*THE RECORDS*.

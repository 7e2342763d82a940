pub mod diff;
pub mod fixture;
pub mod github;
pub mod types;

pub use types::{FileChange, FileStatus, PrState, PrUrl, PullRequest};

use async_trait::async_trait;
use thiserror::Error;

#[derive(Debug, Error)]
pub enum PrError {
    #[error("GitHub API request failed: {0}")]
    ApiRequest(#[from] reqwest::Error),

    #[error("Invalid PR URL: {0} (expected https://github.com/owner/repo/pull/123 or owner/repo#123)")]
    InvalidUrl(String),

    #[error("Pull request not found: {0}")]
    NotFound(String),

    #[error("GitHub API rate limit exceeded{}", reset_hint(.reset))]
    RateLimited { reset: Option<u64> },

    #[error("Failed to read PR snapshot: {0}")]
    SnapshotRead(#[from] std::io::Error),

    #[error("Failed to decode PR snapshot: {0}")]
    SnapshotDecode(#[from] serde_json::Error),
}

fn reset_hint(reset: &Option<u64>) -> String {
    match reset {
        Some(epoch) => format!(" (resets at unix time {}); set GITHUB_TOKEN to raise the limit", epoch),
        None => "; set GITHUB_TOKEN to raise the limit".to_string(),
    }
}

/// Anything that can produce a pull request with its file list.
#[async_trait]
pub trait PrSource: Send + Sync {
    /// Short human-readable origin, used in logs (e.g. "github.com/org/repo#42")
    fn describe(&self) -> String;

    async fn load(&self) -> Result<PullRequest, PrError>;
}

/// Parse a GitHub PR reference into its component parts.
///
/// Accepted forms:
///   https://github.com/{owner}/{repo}/pull/{number}[/files|/commits|...]
///   github.com/{owner}/{repo}/pull/{number}
///   {owner}/{repo}#{number}
pub fn parse_pr_url(input: &str) -> Result<PrUrl, PrError> {
    let input = input.trim();
    let invalid = || PrError::InvalidUrl(input.to_string());

    if let Some(short) = parse_shorthand(input) {
        return Ok(short);
    }

    let normalized = if input.starts_with("http://") || input.starts_with("https://") {
        input.to_string()
    } else {
        format!("https://{}", input)
    };
    let parsed = reqwest::Url::parse(&normalized).map_err(|_| invalid())?;

    let host = parsed.host_str().ok_or_else(invalid)?;
    if host != "github.com" && !host.ends_with(".github.com") {
        return Err(invalid());
    }

    let segments: Vec<_> = parsed
        .path_segments()
        .ok_or_else(invalid)?
        .filter(|segment| !segment.is_empty())
        .collect();

    if segments.len() < 4 || segments[2] != "pull" {
        return Err(invalid());
    }

    let number = parse_pr_number(segments[3]).ok_or_else(invalid)?;

    Ok(PrUrl {
        owner: segments[0].to_string(),
        repo: segments[1].to_string(),
        number,
    })
}

fn parse_shorthand(input: &str) -> Option<PrUrl> {
    let (slug, number) = input.split_once('#')?;
    let (owner, repo) = slug.split_once('/')?;
    if !is_slug_part(owner) || !is_slug_part(repo) {
        return None;
    }
    Some(PrUrl {
        owner: owner.to_string(),
        repo: repo.to_string(),
        number: parse_pr_number(number)?,
    })
}

fn is_slug_part(part: &str) -> bool {
    !part.is_empty()
        && part
            .chars()
            .all(|c| c.is_ascii_alphanumeric() || matches!(c, '_' | '.' | '-'))
}

fn parse_pr_number(digits: &str) -> Option<u64> {
    if digits.is_empty() || !digits.bytes().all(|b| b.is_ascii_digit()) {
        return None;
    }
    digits.parse().ok()
}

*WHAT TO DO*. Up to and including the line with "pub enum PrError", write out the records above exactly, starting from their first line.

*RESPONSE TO THE EXERCISE*.
repository 7e2342763d82a940
pub mod diff;
pub mod fixture;
pub mod github;
pub mod types;

pub use types::{FileChange, FileStatus, PrState, PrUrl, PullRequest};

use async_trait::async_trait;
use thiserror::Error;

#[derive(Debug, Error)]
pub enum PrError {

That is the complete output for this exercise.